А спустя восемь лет отвечал своему знаменитому коллеге Ферма на приглашение посетить его и побеседовать о научных проблемах: «Сказать вам откровенно, я почитаю математику высочайшим видом умственных упражнений; но в то же время она представляется мне занятием столь ничтожным, что я не вижу большой разницы между человеком, который всего лишь математик, и искусным ремесленником. Да, это прекраснейшая профессия на свете; но ведь это не более чем профессия; и я не раз говаривал, что она хороша для испытания, но не для приложения наших умственных сил; так что я и двух шагов не сделаю ради математики, и уверен, что вы разделяете мои воззрения. Да и к тому же я сейчас погружен в занятия столь далекие от этого предмета, что едва вспоминаю о самом его существовании». Паскаль действительно перед смертью забросил науки и занимался исключительно делами милосердия и задуманной им апологией христианства, фрагменты которой мы и знаем под названием «Мысли».

Душевный переворот, происшедший с Паскалем, нам известен по его собственным свидетельствам, отрывочным записям и письмам, по рассказам близких, как известны и житейские последствия этого переворота. С Расином же мы знаем только последствия, только результат: его уход из театра. После «Федры», за все те двадцать с лишним лет, что останется ему прожить, он больше ни одной пьесы для театра не напишет. Что же этому предшествовало, какая внутренняя работа, какое смятение чувств или какой холодный расчет – биографам остается только строить гипотезы, исходя из всяких косвенных аргументов.
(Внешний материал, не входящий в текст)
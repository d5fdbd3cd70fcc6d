//! # Roman Numeral Analysis
//!
//! Expresses chords as scale degrees of a key and renders them as Roman
//! numerals (`I`, `ii`, `bVII`, `#iv°`, `iiø7`, ...).
//!
//! ## Degree Resolution
//! A chord root is matched against the key's seven scale pitch classes:
//! 1. An exact match is a plain degree.
//! 2. Otherwise the degrees one semitone away are candidates: a root one
//!    semitone above a scale tone is a sharpened degree, one below is flattened.
//! 3. When both a sharp and a flat reading exist the sharp one wins, except
//!    that `b7` beats `#6`.
//! 4. A scale with no neighbouring tone falls back to a proportional estimate.
//!    Seven-note diatonic scales never get here.
//!
//! Only ASCII `b` and `#` are emitted; swapping in `♭`/`♯` is left to the caller.
//!
//! ## Example
//! ```rust
//! use chordwise::{roman_from_chord, Chord, ChordQuality, Key, Note, NoteName};
//!
//! let key = Key::major(Note::natural(NoteName::C));
//! let chord = Chord::new(Note::flat(NoteName::B), ChordQuality::Major);
//! assert_eq!(roman_from_chord(&key, &chord), "bVII");
//! ```

use serde::Serialize;

use crate::chord::{Chord, ChordExtension, ChordQuality};
use crate::key::{Key, Mode};
use crate::note::Accidental;

const NUMERALS: [&str; 7] = ["I", "II", "III", "IV", "V", "VI", "VII"];

/// A chord root expressed relative to a key
#[derive(Debug, Clone, Copy, PartialEq, Eq, Hash, Serialize)]
#[serde(rename_all = "camelCase")]
pub struct DegreeResult {
    /// Scale degree 1-7
    pub degree: u8,
    #[serde(skip_serializing_if = "Option::is_none")]
    pub accidental: Option<Accidental>,
}

/// A diatonic triad paired with its numeral
#[derive(Debug, Clone, PartialEq, Eq, Serialize)]
#[serde(rename_all = "camelCase")]
pub struct DiatonicChord {
    pub chord: Chord,
    pub roman: String,
}

/// Triad quality on each degree of the mode
fn diatonic_qualities(mode: Mode) -> [ChordQuality; 7] {
    use ChordQuality::*;
    match mode {
        Mode::Major => [Major, Minor, Minor, Major, Major, Minor, Diminished],
        Mode::Minor => [Minor, Diminished, Major, Minor, Minor, Major, Major],
    }
}

/// Signed distance from `from` to `to`, wrapped into (-6, 6]
fn wrapped_delta(to: u8, from: u8) -> i8 {
    let diff = (to as i8 - from as i8).rem_euclid(12);
    if diff > 6 {
        diff - 12
    } else {
        diff
    }
}

/// Degree of `pitch_class` relative to the key
///
/// ```
/// use chordwise::{degree_from_pitch_class, Accidental, Key, Note, NoteName};
///
/// let key = Key::major(Note::natural(NoteName::C));
/// let result = degree_from_pitch_class(&key, 10);
/// assert_eq!(result.degree, 7);
/// assert_eq!(result.accidental, Some(Accidental::Flat));
/// ```
pub fn degree_from_pitch_class(key: &Key, pitch_class: u8) -> DegreeResult {
    degree_in_scale(&key.scale_pitch_classes(), pitch_class % 12)
}

fn degree_in_scale(scale: &[u8; 7], pitch_class: u8) -> DegreeResult {
    if let Some(idx) = scale.iter().position(|pc| *pc == pitch_class) {
        return DegreeResult { degree: idx as u8 + 1, accidental: None };
    }

    let mut sharp: Option<u8> = None;
    let mut flat: Option<u8> = None;
    for (idx, scale_pc) in scale.iter().enumerate() {
        let degree = idx as u8 + 1;
        match wrapped_delta(pitch_class, *scale_pc) {
            1 if sharp.is_none() => sharp = Some(degree),
            -1 if flat.is_none() => flat = Some(degree),
            _ => {}
        }
    }

    match (sharp, flat) {
        (Some(s), Some(f)) => {
            if s + 1 == f && f == 7 {
                DegreeResult { degree: f, accidental: Some(Accidental::Flat) }
            } else {
                DegreeResult { degree: s, accidental: Some(Accidental::Sharp) }
            }
        }
        (Some(s), None) => DegreeResult { degree: s, accidental: Some(Accidental::Sharp) },
        (None, Some(f)) => DegreeResult { degree: f, accidental: Some(Accidental::Flat) },
        (None, None) => estimate_degree(scale, pitch_class),
    }
}

/// Proportional fallback for scales with no tone a semitone away.
fn estimate_degree(scale: &[u8; 7], pitch_class: u8) -> DegreeResult {
    let offset = (pitch_class as i32 - scale[0] as i32).rem_euclid(12);
    let estimate = (offset as f64 * 7.0 / 12.0).round() as i32;
    let idx = estimate.rem_euclid(7) as usize;
    let accidental = match wrapped_delta(pitch_class, scale[idx]) {
        d if d > 0 => Some(Accidental::Sharp),
        d if d < 0 => Some(Accidental::Flat),
        _ => None,
    };
    log::trace!(
        "estimated degree {} for pitch class {} in {:?}",
        idx + 1,
        pitch_class,
        scale
    );
    DegreeResult { degree: idx as u8 + 1, accidental }
}

/// Render a chord as a Roman numeral in `key`. The slash bass is ignored.
pub fn roman_from_chord(key: &Key, chord: &Chord) -> String {
    let DegreeResult { degree, accidental } = degree_from_pitch_class(key, chord.root.pitch_class());
    let half_diminished = chord.is_half_diminished();

    let upper = !half_diminished
        && matches!(
            chord.quality,
            ChordQuality::Major | ChordQuality::Augmented | ChordQuality::Sus2 | ChordQuality::Sus4
        );

    let mut out = String::new();
    if let Some(acc) = accidental {
        out.push_str(acc.symbol());
    }

    let numeral = NUMERALS[(degree as usize - 1) % 7];
    if upper {
        out.push_str(numeral);
    } else {
        out.push_str(&numeral.to_lowercase());
    }

    let quality_suffix = if half_diminished {
        "ø"
    } else {
        match chord.quality {
            ChordQuality::Diminished => "°",
            ChordQuality::Augmented => "+",
            ChordQuality::Sus2 => "sus2",
            ChordQuality::Sus4 => "sus4",
            ChordQuality::Major | ChordQuality::Minor => "",
        }
    };
    out.push_str(quality_suffix);

    match chord.extension {
        Some(ChordExtension::Maj7) => out.push_str("maj7"),
        Some(_) => out.push('7'),
        None => {}
    }

    out
}

/// Whether the chord belongs to the key's diatonic triads.
///
/// Roots outside the scale, augmented and suspended chords are never diatonic.
/// A half-diminished seventh counts as a diminished triad.
pub fn is_chord_diatonic(key: &Key, chord: &Chord) -> bool {
    let DegreeResult { degree, accidental } = degree_from_pitch_class(key, chord.root.pitch_class());
    if accidental.is_some() {
        return false;
    }
    if matches!(
        chord.quality,
        ChordQuality::Augmented | ChordQuality::Sus2 | ChordQuality::Sus4
    ) {
        return false;
    }

    let quality = if chord.is_half_diminished() {
        ChordQuality::Diminished
    } else {
        chord.quality
    };
    diatonic_qualities(key.mode)[degree as usize - 1] == quality
}

/// The seven diatonic triads of a key with their numerals
///
/// ```
/// use chordwise::{get_diatonic_chords, Key, Note, NoteName};
///
/// let numerals: Vec<String> = get_diatonic_chords(&Key::major(Note::natural(NoteName::C)))
///     .into_iter()
///     .map(|c| c.roman)
///     .collect();
/// assert_eq!(numerals, ["I", "ii", "iii", "IV", "V", "vi", "vii°"]);
/// ```
pub fn get_diatonic_chords(key: &Key) -> Vec<DiatonicChord> {
    let scale = key.scale_pitch_classes();
    diatonic_qualities(key.mode)
        .iter()
        .zip(scale.iter())
        .map(|(quality, pc)| {
            let chord = Chord::new(key.spell(*pc as i32), *quality);
            let roman = roman_from_chord(key, &chord);
            DiatonicChord { chord, roman }
        })
        .collect()
}

/// Build a chord on a (possibly altered) scale degree. Degrees wrap, so 8 is 1.
pub fn chord_from_degree(
    key: &Key,
    degree: u8,
    quality: ChordQuality,
    accidental: Option<Accidental>,
) -> Chord {
    let scale = key.scale_pitch_classes();
    let idx = (degree as usize + 6) % 7;
    let shift = accidental.map(Accidental::offset).unwrap_or(0) as i32;
    Chord::new(key.spell(scale[idx] as i32 + shift), quality)
}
Случилось ли с ним то же, что с Паскалем? Конечно, о тождественности двух драм говорить не приходится – слишком разным был склад этих двух личностей, слишком отличны друг от друга обстоятельства их жизни. Но сходство, даже родство представляется очевидным. Они оба не знали иной религии, кроме янсенистского католицизма. Паскаль пришел к нему зрелым мужем и немало сделал для его развития и защиты, а Расин был в нем воспитан с младенчества и затем только то и делал, что отталкивался от него и с ним сражался; но для обоих за пределами янсенистской веры, янсенистской морали была не другая мораль, не другой способ веровать, а безверие и порок. Расину под сорок; прожитые годы, усталость от постоянной изнурительной борьбы, горечь непонимания, зависти и злобы, привычные измены Шанмеле, – разве всего этого недостаточно, чтобы у человека пробудилось с младых ногтей в него заложенное представление о тщете мирских притязаний? Собственное поприще явилось в его глазах греховным и опасным – таким, каким и рисовали его мудрые наставники, чьи предостережения блудный сын потому и отвергал столь яростно, что вовсе забыть о них так и не сумел?
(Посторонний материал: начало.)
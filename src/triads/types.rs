//! Triad trainer type definitions

use std::fmt;

use serde::Serialize;

use crate::note::{Note, NoteName};

/// The twelve keys offered by the triad trainer, one spelling per pitch class
pub const TRIAD_KEYS: [Note; 12] = [
    Note::natural(NoteName::C),
    Note::flat(NoteName::D),
    Note::natural(NoteName::D),
    Note::flat(NoteName::E),
    Note::natural(NoteName::E),
    Note::natural(NoteName::F),
    Note::sharp(NoteName::F),
    Note::natural(NoteName::G),
    Note::flat(NoteName::A),
    Note::natural(NoteName::A),
    Note::flat(NoteName::B),
    Note::natural(NoteName::B),
];

/// Which triad member sits on the lowest string of the set
#[derive(Debug, Clone, Copy, PartialEq, Eq, Hash)]
pub enum Position {
    /// Root on the bottom: 1-3-5
    Root,
    /// Third on the bottom: 3-5-1
    First,
    /// Fifth on the bottom: 5-1-3
    Second,
}

impl Position {
    pub const ALL: [Position; 3] = [Position::Root, Position::First, Position::Second];

    /// Scale-degree role of the low, middle and high string
    pub fn roles(self) -> [u8; 3] {
        match self {
            Position::Root => [1, 3, 5],
            Position::First => [3, 5, 1],
            Position::Second => [5, 1, 3],
        }
    }

    pub fn as_str(self) -> &'static str {
        match self {
            Position::Root => "root",
            Position::First => "first",
            Position::Second => "second",
        }
    }

    /// Parse "root", "first"/"1st" or "second"/"2nd"
    pub fn from_str(s: &str) -> Option<Self> {
        match s.trim().to_lowercase().as_str() {
            "root" => Some(Position::Root),
            "first" | "1st" => Some(Position::First),
            "second" | "2nd" => Some(Position::Second),
            _ => None,
        }
    }
}

impl fmt::Display for Position {
    fn fmt(&self, f: &mut fmt::Formatter<'_>) -> fmt::Result {
        f.write_str(self.as_str())
    }
}

/// Three adjacent strings of a guitar in standard tuning
#[derive(Debug, Clone, Copy, PartialEq, Eq, Hash)]
pub enum StringSet {
    /// G, B, high e
    High,
    /// D, G, B
    Low,
}

impl StringSet {
    pub const ALL: [StringSet; 2] = [StringSet::High, StringSet::Low];

    /// Open-string pitch classes, lowest string first
    pub fn open_pitch_classes(self) -> [u8; 3] {
        match self {
            StringSet::High => [7, 11, 4],
            StringSet::Low => [2, 7, 11],
        }
    }

    pub fn string_names(self) -> [&'static str; 3] {
        match self {
            StringSet::High => ["G", "B", "e"],
            StringSet::Low => ["D", "G", "B"],
        }
    }

    /// Guitar string numbers (1 = high e) for string indices 0-2
    pub fn guitar_strings(self) -> [u8; 3] {
        match self {
            StringSet::High => [3, 2, 1],
            StringSet::Low => [4, 3, 2],
        }
    }

    pub fn as_str(self) -> &'static str {
        match self {
            StringSet::High => "high",
            StringSet::Low => "low",
        }
    }

    pub fn from_str(s: &str) -> Option<Self> {
        match s.trim().to_lowercase().as_str() {
            "high" | "gbe" => Some(StringSet::High),
            "low" | "dgb" => Some(StringSet::Low),
            _ => None,
        }
    }
}

impl fmt::Display for StringSet {
    fn fmt(&self, f: &mut fmt::Formatter<'_>) -> fmt::Result {
        f.write_str(self.as_str())
    }
}

/// One fretted note of a triad voicing
///
/// # Fields
/// - `string_index`: 0 = lowest string of the set, 2 = highest
/// - `fret`: fret number, 0 = open
/// - `degree`: role in the triad, 1 (root), 3 (third) or 5 (fifth)
#[derive(Debug, Clone, Copy, PartialEq, Eq, Hash, Serialize)]
#[serde(rename_all = "camelCase")]
pub struct TriadPosition {
    pub string_index: u8,
    pub fret: u8,
    pub degree: u8,
}

/// Inclusive fret range
#[derive(Debug, Clone, Copy, PartialEq, Eq, Hash, Serialize)]
pub struct FretWindow {
    pub min: u8,
    pub max: u8,
}

impl FretWindow {
    pub fn contains(&self, fret: u8) -> bool {
        self.min <= fret && fret <= self.max
    }

    /// Number of frets covered; an inverted window covers one
    pub fn span(&self) -> u8 {
        self.max.saturating_sub(self.min) + 1
    }
}

impl fmt::Display for FretWindow {
    fn fmt(&self, f: &mut fmt::Formatter<'_>) -> fmt::Result {
        write!(f, "{}-{}", self.min, self.max)
    }
}
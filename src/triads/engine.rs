//! Triad voicing calculation
//!
//! Finds the frets for a major triad on three adjacent strings, then moves
//! voicings that would use open strings or stretch across the neck up an
//! octave.

use crate::note::Note;

use super::types::{Position, StringSet, TriadPosition};

/// Frets below this are candidates for the octave shift
const LOW_FRET_LIMIT: u8 = 5;
/// A voicing reaching this fret while also using a low fret is too wide
const HIGH_FRET_LIMIT: u8 = 10;

/// Pitch class of a triad member (1, 3 or 5) above `root`
fn member_pitch_class(root: u8, degree: u8) -> u8 {
    let interval = match degree {
        3 => 4,
        5 => 7,
        _ => 0,
    };
    (root + interval) % 12
}

/// First fret at or above 0 where `open` sounds `target`
fn lowest_fret(open: u8, target: u8) -> u8 {
    (target + 12 - open) % 12
}

/// Whether the voicing should move up an octave.
///
/// Any open string triggers the shift. Root position and first inversion also
/// shift when the raw voicing mixes frets at 10+ with frets below 5; second
/// inversion does not.
fn needs_octave_shift(frets: &[u8; 3], position: Position) -> bool {
    let has_open = frets.contains(&0);
    let mixed = frets.iter().any(|f| *f >= HIGH_FRET_LIMIT)
        && frets.iter().any(|f| *f < LOW_FRET_LIMIT);

    match position {
        Position::Root | Position::First => has_open || mixed,
        Position::Second => has_open,
    }
}

/// Frets for a major triad on `root`, one per string of `strings`, low string first.
///
/// # Examples
/// ```
/// use chordwise::triads::{triad_positions, Position, StringSet};
/// use chordwise::{Note, NoteName};
///
/// let c = triad_positions(Note::natural(NoteName::C), Position::Root, StringSet::High);
/// let frets: Vec<u8> = c.iter().map(|p| p.fret).collect();
/// assert_eq!(frets, [5, 5, 3]);
///
/// // G major would use open strings, so it moves up to the 12th fret
/// let g = triad_positions(Note::natural(NoteName::G), Position::Root, StringSet::High);
/// let frets: Vec<u8> = g.iter().map(|p| p.fret).collect();
/// assert_eq!(frets, [12, 12, 10]);
/// ```
pub fn triad_positions(root: Note, position: Position, strings: StringSet) -> [TriadPosition; 3] {
    let root_pc = root.pitch_class();
    let roles = position.roles();
    let open = strings.open_pitch_classes();

    let mut frets = [0u8; 3];
    for i in 0..3 {
        frets[i] = lowest_fret(open[i], member_pitch_class(root_pc, roles[i]));
    }

    if needs_octave_shift(&frets, position) {
        log::trace!(
            "shifting {} {} triad on {} strings up an octave: {:?}",
            root,
            position,
            strings,
            frets
        );
        for fret in frets.iter_mut() {
            if *fret < LOW_FRET_LIMIT {
                *fret += 12;
            }
        }
    }

    [0usize, 1, 2].map(|i| TriadPosition {
        string_index: i as u8,
        fret: frets[i],
        degree: roles[i],
    })
}
//! Fret windows for drawing part of the neck.
//!
//! The tight window is what the answer occupies. The prompt window is a
//! fixed five-fret slice shown with the flashcard; it always contains the
//! answer, and which slice is shown depends only on the card, so a retried
//! card shows the same clue.

use crate::note::Note;

use super::types::{FretWindow, Position, TriadPosition};

/// Width of a prompt window in frets
pub const PROMPT_WINDOW_FRETS: u8 = 5;

const HASH_MULTIPLIER: u32 = 31;

/// Smallest window holding every fret of the voicing
pub fn fret_window(positions: &[TriadPosition]) -> FretWindow {
    let min = positions.iter().map(|p| p.fret).min().unwrap_or(0);
    let max = positions.iter().map(|p| p.fret).max().unwrap_or(0);
    FretWindow { min, max }
}

/// Every five-fret window that contains the voicing, lowest first.
///
/// A voicing wider than five frets gets its tight window as the only option.
pub fn prompt_fret_window_options(positions: &[TriadPosition]) -> Vec<FretWindow> {
    let tight = fret_window(positions);
    let width = PROMPT_WINDOW_FRETS - 1;
    let first = tight.max.saturating_sub(width);

    let options: Vec<FretWindow> = (first..=tight.min)
        .map(|start| FretWindow { min: start, max: start + width })
        .collect();

    if options.is_empty() {
        vec![tight]
    } else {
        options
    }
}

/// Polynomial rolling hash over the bytes of `s`
fn stable_hash(s: &str) -> u32 {
    s.bytes().fold(0u32, |hash, b| {
        hash.wrapping_mul(HASH_MULTIPLIER).wrapping_add(b as u32)
    })
}

/// The prompt window shown for a card, picked from
/// [`prompt_fret_window_options`] by a hash of `"{key}|{position}"`
pub fn prompt_fret_window(key: Note, position: Position, positions: &[TriadPosition]) -> FretWindow {
    let options = prompt_fret_window_options(positions);
    let seed = format!("{}|{}", key, position);
    let idx = stable_hash(&seed) as usize % options.len();
    options[idx]
}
И именно потому, что он так безоглядно, всем существом своим откликался на зов искусства, кидался навстречу ему, сокрушая все мыслимые препоны, – именно поэтому он и мог при резком толчке или просто при неблагоприятном стечении обстоятельств особенно остро ощутить всю страшную силу, всю пагубность того ремесла, которому предавался с такой страстью. Луи Расин так и рассказывает: «Я приближаюсь наконец к тому счастливому мгновению, когда глубокие религиозные чувства, коими мой отец был исполнен в отрочестве, долгое время словно дремавшие в его сердце, внезапно пробудились. Он признал, что театральные авторы суть отравители общества; он понял, что был, возможно, самым опасным из таких отравителей. Он решился не только не писать больше ни трагедий, ни даже стихов; он положил также искупить то, что сочинил, суровым покаянием. Угрызения совести были у него так остры, что внушили ему желание постричься в монахи. Добрый священник его прихода, доктор богословия, которого он взял в духовники, счел такой порыв чрезмерным. Он убеждал своего духовного сына, что тот, с его характером, не сумеет долго сносить одиночество; что он поступит благоразумнее, если останется в миру и будет избегать его соблазнов, женившись на благочестивой особе; что общество добродетельной супруги заставит его разорвать все дурные знакомства, в которые любовь к театру его завлекла. Он укрепил в нем также надежду, что семейные заботы волей-неволей отвлекут его от той страсти, которой более всего следовало опасаться, – страсти к стихам».